[Items from a data source]
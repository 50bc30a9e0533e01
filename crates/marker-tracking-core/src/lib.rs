//! Core types for fiducial marker tracking.
//!
//! This crate is intentionally small. It defines the vocabulary shared by the
//! registry and the session controller (marker families, poses, detection
//! events, tracked markers, tracker settings) and does *not* depend on any
//! concrete sensor backend.

mod dictionary;
mod family;
mod logger;
mod marker;
mod pose;
mod settings;

pub use dictionary::{ArucoDictionary, UnknownDictionary};
pub use family::{MarkerData, MarkerFamily, Payload};
pub use marker::{DetectionEvent, TrackedMarker, VisualHandleId};
pub use pose::Pose;
pub use settings::{
    CameraSource, MarkerSizes, SettingsError, SettingsIoError, TrackerSettings, VisualPolicy,
    DEFAULT_MARKER_SIZE_M,
};

#[cfg(feature = "tracing")]
pub use logger::init_tracing;

pub use logger::{init_with_level, parse_level};
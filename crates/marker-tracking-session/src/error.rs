use marker_tracking_core::SettingsError;

use crate::controller::SessionState;

/// Errors returned by the session controller.
#[derive(thiserror::Error, Debug)]
pub enum SessionError {
    #[error(transparent)]
    InvalidSettings(#[from] SettingsError),
    #[error("session is {actual}, expected {expected}")]
    InvalidState {
        expected: SessionState,
        actual: SessionState,
    },
}
//! Notifications delivered to the session controller.

use crossbeam_channel::Sender;
use serde::{Deserialize, Serialize};

/// Capability the session asks permission for.
#[derive(Clone, Copy, Debug, PartialEq, Eq, Serialize, Deserialize)]
#[serde(rename_all = "snake_case")]
pub enum Capability {
    MarkerTracking,
}

impl Capability {
    pub fn as_str(self) -> &'static str {
        match self {
            Capability::MarkerTracking => "marker_tracking",
        }
    }
}

/// Result of a permission request.
#[derive(Clone, Copy, Debug, PartialEq, Eq, Serialize, Deserialize)]
#[serde(rename_all = "snake_case")]
pub enum PermissionOutcome {
    Granted,
    Denied,
    /// Denied with "don't ask again".
    DeniedPermanently,
}

/// Discrete, edge-triggered user input.
#[derive(Clone, Copy, Debug, PartialEq, Eq, Serialize, Deserialize)]
#[serde(rename_all = "snake_case")]
pub enum InputEvent {
    ToggleDimmer,
    StopScanning,
}

/// Everything the controller's consumer loop reacts to, apart from detections.
#[derive(Clone, Debug)]
pub enum SessionEvent {
    Permission(PermissionOutcome),
    Input(InputEvent),
    /// Completion of an asynchronous settings application.
    SettingsApplied(Result<(), String>),
}

/// Cloneable handle for posting events into a controller's inbox.
#[derive(Clone, Debug)]
pub struct SessionSender {
    tx: Sender<SessionEvent>,
}

impl SessionSender {
    pub(crate) fn new(tx: Sender<SessionEvent>) -> Self {
        Self { tx }
    }

    /// Post an event; returns `false` if the controller is gone.
    pub fn post(&self, event: SessionEvent) -> bool {
        self.tx.send(event).is_ok()
    }

    pub fn input(&self, input: InputEvent) -> bool {
        self.post(SessionEvent::Input(input))
    }
}
//! Marker families and the per-family payload carried by a detection.

use serde::{Deserialize, Serialize};
use std::fmt;

/// Fiducial encoding scheme reported by the sensor pipeline.
#[derive(Clone, Copy, Debug, PartialEq, Eq, Hash, Serialize, Deserialize, Default)]
#[serde(rename_all = "snake_case")]
pub enum MarkerFamily {
    #[default]
    Qr,
    #[serde(rename = "aruco_april", alias = "aruco", alias = "april_tag")]
    ArucoOrAprilTag,
    #[serde(rename = "ean_13", alias = "ean13")]
    Ean13,
    #[serde(rename = "upc_a", alias = "upca")]
    UpcA,
}

impl MarkerFamily {
    pub const ALL: [MarkerFamily; 4] = [
        MarkerFamily::Qr,
        MarkerFamily::ArucoOrAprilTag,
        MarkerFamily::Ean13,
        MarkerFamily::UpcA,
    ];

    /// Whether detections of this family come with a 6-DOF pose.
    ///
    /// Retail barcodes confirm presence and identity only.
    #[inline]
    pub fn carries_pose(self) -> bool {
        match self {
            MarkerFamily::Qr | MarkerFamily::ArucoOrAprilTag => true,
            MarkerFamily::Ean13 | MarkerFamily::UpcA => false,
        }
    }

    pub fn name(self) -> &'static str {
        match self {
            MarkerFamily::Qr => "QR",
            MarkerFamily::ArucoOrAprilTag => "Aruco_April",
            MarkerFamily::Ean13 => "EAN_13",
            MarkerFamily::UpcA => "UPC_A",
        }
    }
}

impl fmt::Display for MarkerFamily {
    fn fmt(&self, f: &mut fmt::Formatter<'_>) -> fmt::Result {
        f.write_str(self.name())
    }
}

/// Raw decoded bytes of a QR code or barcode.
///
/// In JSON a payload is written as a string when it is plain ASCII and as a
/// byte array otherwise; both forms are accepted on input.
#[derive(Clone, Debug, Default, PartialEq, Eq, Hash, Serialize, Deserialize)]
#[serde(from = "PayloadRepr", into = "PayloadRepr")]
pub struct Payload(pub Vec<u8>);

impl Payload {
    #[inline]
    pub fn as_bytes(&self) -> &[u8] {
        &self.0
    }

    #[inline]
    pub fn is_empty(&self) -> bool {
        self.0.is_empty()
    }
}

impl From<&str> for Payload {
    fn from(s: &str) -> Self {
        Payload(s.as_bytes().to_vec())
    }
}

impl From<Vec<u8>> for Payload {
    fn from(bytes: Vec<u8>) -> Self {
        Payload(bytes)
    }
}

impl From<&[u8]> for Payload {
    fn from(bytes: &[u8]) -> Self {
        Payload(bytes.to_vec())
    }
}

#[derive(Clone, Serialize, Deserialize)]
#[serde(untagged)]
enum PayloadRepr {
    Text(String),
    Bytes(Vec<u8>),
}

impl From<PayloadRepr> for Payload {
    fn from(repr: PayloadRepr) -> Self {
        match repr {
            PayloadRepr::Text(s) => Payload(s.into_bytes()),
            PayloadRepr::Bytes(b) => Payload(b),
        }
    }
}

impl From<Payload> for PayloadRepr {
    fn from(payload: Payload) -> Self {
        if payload.0.is_ascii() {
            // ASCII is always valid UTF-8.
            match String::from_utf8(payload.0) {
                Ok(s) => PayloadRepr::Text(s),
                Err(e) => PayloadRepr::Bytes(e.into_bytes()),
            }
        } else {
            PayloadRepr::Bytes(payload.0)
        }
    }
}

/// Family-tagged marker data of one detection.
///
/// `Unsupported` stands for any family tag outside the four known ones; such
/// detections are accepted on the wire and ignored by the registry.
#[derive(Clone, Debug, PartialEq, Eq, Serialize, Deserialize)]
#[serde(tag = "family", rename_all = "snake_case")]
pub enum MarkerData {
    #[serde(rename = "aruco_april", alias = "aruco", alias = "april_tag")]
    ArucoOrAprilTag { id: u32 },
    Qr { data: Payload },
    #[serde(rename = "ean_13", alias = "ean13")]
    Ean13 { data: Payload },
    #[serde(rename = "upc_a", alias = "upca")]
    UpcA { data: Payload },
    #[serde(other)]
    Unsupported,
}

impl MarkerData {
    /// Family of this data, `None` for unsupported tags.
    pub fn family(&self) -> Option<MarkerFamily> {
        match self {
            MarkerData::ArucoOrAprilTag { .. } => Some(MarkerFamily::ArucoOrAprilTag),
            MarkerData::Qr { .. } => Some(MarkerFamily::Qr),
            MarkerData::Ean13 { .. } => Some(MarkerFamily::Ean13),
            MarkerData::UpcA { .. } => Some(MarkerFamily::UpcA),
            MarkerData::Unsupported => None,
        }
    }
}
use std::path::Path;

use anyhow::{anyhow, Context, Result};
use ed25519_dalek::{Signature, Verifier, VerifyingKey};

/// An Ed25519 public key decoded from its hex form.
#[derive(Debug, Clone)]
pub struct Ed25519Verifier {
    key: VerifyingKey,
}

impl Ed25519Verifier {
    pub fn from_public_key_hex(public_key_hex: &str) -> Result<Self> {
        let bytes = decode_fixed::<32>(public_key_hex, "public key")?;
        let key = VerifyingKey::from_bytes(&bytes).context("invalid Ed25519 public key bytes")?;
        Ok(Self { key })
    }

    /// `Ok(false)` means a well-formed signature that does not match.
    pub fn verify_hex(&self, payload: &[u8], signature_hex: &str) -> Result<bool> {
        let bytes = decode_fixed::<64>(signature_hex, "signature")?;
        let signature = Signature::from_bytes(&bytes);
        Ok(self.key.verify(payload, &signature).is_ok())
    }
}

pub fn verify_ed25519_signature_file(
    path: &Path,
    public_key_hex: &str,
    signature_hex: &str,
) -> Result<bool> {
    let verifier = Ed25519Verifier::from_public_key_hex(public_key_hex)?;
    let payload = std::fs::read(path)
        .with_context(|| format!("failed to read {} for signature check", path.display()))?;
    verifier.verify_hex(&payload, signature_hex)
}

fn decode_fixed<const N: usize>(value: &str, what: &str) -> Result<[u8; N]> {
    let bytes = hex::decode(value.trim())
        .with_context(|| format!("failed to decode Ed25519 {what} hex"))?;
    let len = bytes.len();
    bytes.try_into().map_err(|_| {
        anyhow!("invalid Ed25519 {what} length: expected {N} bytes, got {len}")
    })
}

#[cfg(test)]
mod tests {
    use super::*;
    use ed25519_dalek::{Signer, SigningKey};

    fn signing_key() -> SigningKey {
        SigningKey::from_bytes(&[7_u8; 32])
    }

    fn public_key_hex() -> String {
        hex::encode(signing_key().verifying_key().to_bytes())
    }

    fn sign_hex(payload: &[u8]) -> String {
        hex::encode(signing_key().sign(payload).to_bytes())
    }

    #[test]
    fn accepts_signature_over_payload() {
        let verifier = Ed25519Verifier::from_public_key_hex(&public_key_hex()).expect("valid key");
        let verified = verifier
            .verify_hex(b"cluebotng-core", &sign_hex(b"cluebotng-core"))
            .expect("verification must complete");
        assert!(verified);
    }

    #[test]
    fn rejects_signature_for_other_payload() {
        let verifier = Ed25519Verifier::from_public_key_hex(&public_key_hex()).expect("valid key");
        let verified = verifier
            .verify_hex(b"tampered", &sign_hex(b"cluebotng-core"))
            .expect("verification must complete");
        assert!(!verified);
    }

    #[test]
    fn errors_for_malformed_hex_or_length() {
        assert!(Ed25519Verifier::from_public_key_hex("zz").is_err());
        let err = Ed25519Verifier::from_public_key_hex("00").expect_err("short key must fail");
        assert!(err.to_string().contains("expected 32 bytes, got 1"));

        let verifier = Ed25519Verifier::from_public_key_hex(&public_key_hex()).expect("valid key");
        assert!(verifier.verify_hex(b"", "zz").is_err());
        let err = verifier.verify_hex(b"", "00").expect_err("short signature must fail");
        assert!(err.to_string().contains("expected 64 bytes, got 1"));
    }

    #[test]
    fn verifies_file_contents() {
        let path = std::env::temp_dir().join(format!(
            "cbng-provision-security-{}-signed.bin",
            std::process::id()
        ));
        std::fs::write(&path, b"archive bytes").expect("must write sample");

        let ok = verify_ed25519_signature_file(&path, &public_key_hex(), &sign_hex(b"archive bytes"))
            .expect("verification must complete");
        assert!(ok);

        let ok = verify_ed25519_signature_file(&path, &public_key_hex(), &sign_hex(b"other"))
            .expect("verification must complete");
        assert!(!ok);

        let _ = std::fs::remove_file(&path);
    }
}
use std::fs;
use std::io;
use std::path::Path;

use anyhow::{anyhow, Context, Result};
use tracing::{info, warn};

use crate::fs_utils::remove_file_if_exists;
use crate::{FetchStatus, ProvisionRuntime};

/// Downloads `url` to `archive_path` unless a regular file is already there.
///
/// The body lands in `<name>.part` first and is renamed into place only after
/// the transfer succeeds.
pub fn ensure_archive_present<R>(
    url: &str,
    archive_path: &Path,
    runtime: &mut R,
) -> Result<FetchStatus>
where
    R: ProvisionRuntime + ?Sized,
{
    match fs::metadata(archive_path) {
        Ok(metadata) if metadata.is_file() => {
            info!(path = %archive_path.display(), "archive already present, skipping download");
            return Ok(FetchStatus::CacheHit);
        }
        Ok(_) => {
            return Err(anyhow!(
                "archive path exists but is not a regular file: {}",
                archive_path.display()
            ));
        }
        Err(err) if err.kind() == io::ErrorKind::NotFound => {}
        Err(err) => {
            return Err(err)
                .with_context(|| format!("failed to inspect {}", archive_path.display()));
        }
    }

    if let Some(parent) = archive_path.parent().filter(|p| !p.as_os_str().is_empty()) {
        fs::create_dir_all(parent)
            .with_context(|| format!("failed to create archive dir: {}", parent.display()))?;
    }

    let part_path = archive_path.with_file_name(format!(
        "{}.part",
        archive_path
            .file_name()
            .and_then(|v| v.to_str())
            .unwrap_or("archive")
    ));
    remove_file_if_exists(&part_path)
        .with_context(|| format!("failed to clear stale {}", part_path.display()))?;

    info!(url, path = %archive_path.display(), "downloading archive");
    let bytes = match runtime.download(url, &part_path) {
        Ok(bytes) => bytes,
        Err(err) => {
            if let Err(cleanup_err) = remove_file_if_exists(&part_path) {
                warn!(path = %part_path.display(), error = %cleanup_err, "failed to remove partial download");
            }
            return Err(err).with_context(|| format!("failed to download {url}"));
        }
    };

    fs::rename(&part_path, archive_path).with_context(|| {
        format!(
            "failed to move downloaded archive into place: {}",
            archive_path.display()
        )
    })?;

    info!(bytes, path = %archive_path.display(), "archive downloaded");
    Ok(FetchStatus::Downloaded { bytes })
}
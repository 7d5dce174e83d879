use std::path::PathBuf;

use super::*;

fn all_archive_types() -> [ArchiveType; 5] {
    [
        ArchiveType::Deb,
        ArchiveType::TarGz,
        ArchiveType::TarXz,
        ArchiveType::TarZst,
        ArchiveType::Zip,
    ]
}

fn classified(err: &anyhow::Error) -> &ProvisionError {
    ProvisionError::find_in(err).expect("error should carry a ProvisionError")
}

#[test]
fn default_config_matches_pinned_cluebotng_release() {
    let config = ProvisionConfig::default();
    config.validate().expect("defaults must validate");

    let version = config.version().expect("default version parses");
    assert_eq!(version.release.to_string(), "1.0.3");
    assert_eq!(version.patch, "3");
    assert_eq!(
        config.archive_url().expect("url renders"),
        "https://launchpad.net/~damianzaremba/+archive/ubuntu/cluebotng-core/+files/cluebotng-core_1.0.3-3_amd64.deb"
    );
    assert_eq!(
        config.archive_path().expect("path renders"),
        PathBuf::from("/tmp/cluebotng-core-1.0.3-3.amd64.deb")
    );
    assert_eq!(config.archive_type().expect("type infers"), ArchiveType::Deb);
    assert_eq!(
        config.layout.executables,
        vec!["cluebotng", "create_ann", "create_bayes_db", "print_bayes_db"]
    );
    assert_eq!(
        config.databases.pairs,
        vec![
            DatabasePair::new("bayes.db", "main_bayes_train.dat"),
            DatabasePair::new("two_bayes.db", "two_bayes_train.dat"),
        ]
    );
    assert_eq!(config.databases.rebuild, RebuildPolicy::Always);
}

#[test]
fn empty_toml_yields_defaults() {
    let parsed = ProvisionConfig::from_toml_str("").expect("empty config should parse");
    assert_eq!(parsed, ProvisionConfig::default());
}

#[test]
fn parse_full_config() {
    let content = r#"
[package]
name = "cluebotng-core"
release = "1.0.4"
patch = "1"
url_template = "https://mirror.example.test/pool/cluebotng-core_{release}-{patch}_amd64.deb"
sha256 = "ABCDEF0123456789abcdef0123456789abcdef0123456789abcdef0123456789"

[paths]
archive = "/var/tmp/cbng-{release}.deb"
staging = "/var/tmp/staging"
workspace = "/srv/bot"

[layout]
executables = ["cluebotng", "create_bayes_db"]
marker_dir = "cbng_core_installed"
marker_file = ".marker"

[databases]
rebuild = "when-source-changed"

[[databases.pairs]]
target = "bayes.db"
source = "main_bayes_train.dat"
"#;

    let parsed = ProvisionConfig::from_toml_str(content).expect("config should parse");
    assert_eq!(
        parsed.archive_url().expect("url"),
        "https://mirror.example.test/pool/cluebotng-core_1.0.4-1_amd64.deb"
    );
    assert_eq!(
        parsed.archive_path().expect("path"),
        PathBuf::from("/var/tmp/cbng-1.0.4.deb")
    );
    assert_eq!(parsed.paths.workspace, PathBuf::from("/srv/bot"));
    assert_eq!(parsed.layout.primary_binary, "cluebotng");
    assert_eq!(parsed.layout.payload_root, "opt/cbng-core");
    assert_eq!(parsed.layout.marker_file, ".marker");
    assert_eq!(parsed.databases.builder, "create_bayes_db");
    assert_eq!(parsed.databases.pairs.len(), 1);
    assert_eq!(parsed.databases.rebuild, RebuildPolicy::WhenSourceChanged);
}

#[test]
fn reject_non_semver_release() {
    let err = ProvisionConfig::from_toml_str("[package]\nrelease = \"one\"\n")
        .expect_err("release must be semver");
    assert_eq!(classified(&err).kind(), "config");
    assert!(err.to_string().contains("invalid configuration"));
}

#[test]
fn reject_patch_with_path_separator() {
    let err = PinnedVersion::new("1.0.3", "3/../../etc").expect_err("patch must be a token");
    assert!(err.to_string().contains("invalid character '/'"));
    assert!(PinnedVersion::new("1.0.3", "   ").is_err());
    assert!(PinnedVersion::new("1.0.3", "3ubuntu1~22.04").is_ok());
}

#[test]
fn reject_short_sha256() {
    let err = ProvisionConfig::from_toml_str("[package]\nsha256 = \"abc\"\n")
        .expect_err("short digest must fail");
    assert!(err.to_string().contains("64 hex characters"));
}

#[test]
fn reject_signature_without_public_key() {
    let err = ProvisionConfig::from_toml_str("[package]\nsignature = \"00\"\n")
        .expect_err("signature alone must fail");
    assert!(err.to_string().contains("requires package.public_key"));
}

#[test]
fn reject_staging_equal_to_workspace() {
    let err = ProvisionConfig::from_toml_str(
        "[paths]\nstaging = \"/workspace\"\nworkspace = \"/workspace\"\n",
    )
    .expect_err("staging must differ");
    assert!(err.to_string().contains("must differ"));
}

#[test]
fn reject_payload_root_escaping_staging() {
    let err = ProvisionConfig::from_toml_str("[layout]\npayload_root = \"../opt\"\n")
        .expect_err("parent traversal must fail");
    assert!(err.to_string().contains("layout.payload_root"));
}

#[test]
fn reject_executable_with_slash_and_duplicates() {
    let err = ProvisionConfig::from_toml_str("[layout]\nexecutables = [\"bin/cluebotng\"]\n")
        .expect_err("nested executable must fail");
    assert!(err.to_string().contains("single path component"));

    let err = ProvisionConfig::from_toml_str(
        "[layout]\nexecutables = [\"cluebotng\", \"cluebotng\"]\n",
    )
    .expect_err("duplicate executable must fail");
    assert!(err.to_string().contains("duplicate executable"));
}

#[test]
fn reject_duplicate_database_targets() {
    let content = r#"
[[databases.pairs]]
target = "bayes.db"
source = "a.dat"

[[databases.pairs]]
target = "bayes.db"
source = "b.dat"
"#;
    let err = ProvisionConfig::from_toml_str(content).expect_err("duplicate targets must fail");
    assert!(err.to_string().contains("duplicate database target"));
}

#[test]
fn reject_unknown_rebuild_policy() {
    let err = ProvisionConfig::from_toml_str("[databases]\nrebuild = \"sometimes\"\n")
        .expect_err("unknown policy must fail");
    assert!(err.to_string().contains("failed to parse provision config"));
}

#[test]
fn explicit_archive_type_overrides_url_inference() {
    let content = r#"
[package]
url_template = "https://example.test/download?id={release}"
archive = "tar.xz"
"#;
    let parsed = ProvisionConfig::from_toml_str(content).expect("config should parse");
    assert_eq!(parsed.archive_type().expect("type"), ArchiveType::TarXz);
}

#[test]
fn uninferable_url_without_archive_type_is_rejected() {
    let content = "[package]\nurl_template = \"https://example.test/download?id={release}\"\n";
    let err = ProvisionConfig::from_toml_str(content).expect_err("must require archive type");
    assert!(err.to_string().contains("set package.archive explicitly"));
}

#[test]
fn archive_type_parse_round_trips_display_tokens() {
    for archive_type in all_archive_types() {
        assert_eq!(ArchiveType::parse(archive_type.as_str()), Some(archive_type));
    }
    assert_eq!(ArchiveType::parse(" TGZ "), Some(ArchiveType::TarGz));
    assert_eq!(ArchiveType::parse("rpm"), None);
}

#[test]
fn archive_type_infers_from_url_ignoring_query_and_fragment() {
    assert_eq!(
        ArchiveType::infer_from_url("https://example.test/pkg_1.0_amd64.DEB?sig=1#x"),
        Some(ArchiveType::Deb)
    );
    assert_eq!(
        ArchiveType::infer_from_url("https://example.test/pkg.tgz"),
        Some(ArchiveType::TarGz)
    );
    assert_eq!(
        ArchiveType::infer_from_url("https://example.test/pkg.tar.zst"),
        Some(ArchiveType::TarZst)
    );
    assert_eq!(ArchiveType::infer_from_url("https://example.test/pkg"), None);
}

#[test]
fn pinned_version_display_and_render() {
    let version = PinnedVersion::new("1.0.3", "3").expect("valid version");
    assert_eq!(version.to_string(), "1.0.3-3");
    assert_eq!(
        version.render("cluebotng-core_{release}-{patch}_amd64.deb"),
        "cluebotng-core_1.0.3-3_amd64.deb"
    );
}

#[test]
fn spawn_failure_is_external_process_and_keeps_io_source() {
    let err: anyhow::Error = ProvisionError::CommandSpawn {
        context: "failed to build database 'bayes.db'".to_string(),
        program: "\"/workspace/create_bayes_db\"".to_string(),
        source: std::io::Error::new(std::io::ErrorKind::NotFound, "No such file or directory"),
    }
    .into();

    assert_eq!(classified(&err).kind(), "external-process");
    assert!(err.chain().any(|cause| cause
        .downcast_ref::<std::io::Error>()
        .is_some_and(|io_err| io_err.kind() == std::io::ErrorKind::NotFound)));
    assert!(err.to_string().contains("command failed to start"));
}

#[test]
fn stale_workspace_names_both_versions() {
    let err = ProvisionError::StaleWorkspace {
        path: PathBuf::from("/workspace"),
        installed: "1.0.3-3".to_string(),
        requested: "1.0.4-1".to_string(),
    };
    assert_eq!(err.kind(), "inconsistent-state");
    let rendered = err.to_string();
    assert!(rendered.contains("1.0.3-3"));
    assert!(rendered.contains("1.0.4-1"));
}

**TASK TO CARRY OUT**
All lines with the string "what" must be copied from the data.

**YOUR SOLUTION**
fn decode_fixed<const N: usize>(value: &str, what: &str) -> Result<[u8; N]> {
        .with_context(|| format!("failed to decode Ed25519 {what} hex"))?;
        anyhow!("invalid Ed25519 {what} length: expected {N} bytes, got {len}")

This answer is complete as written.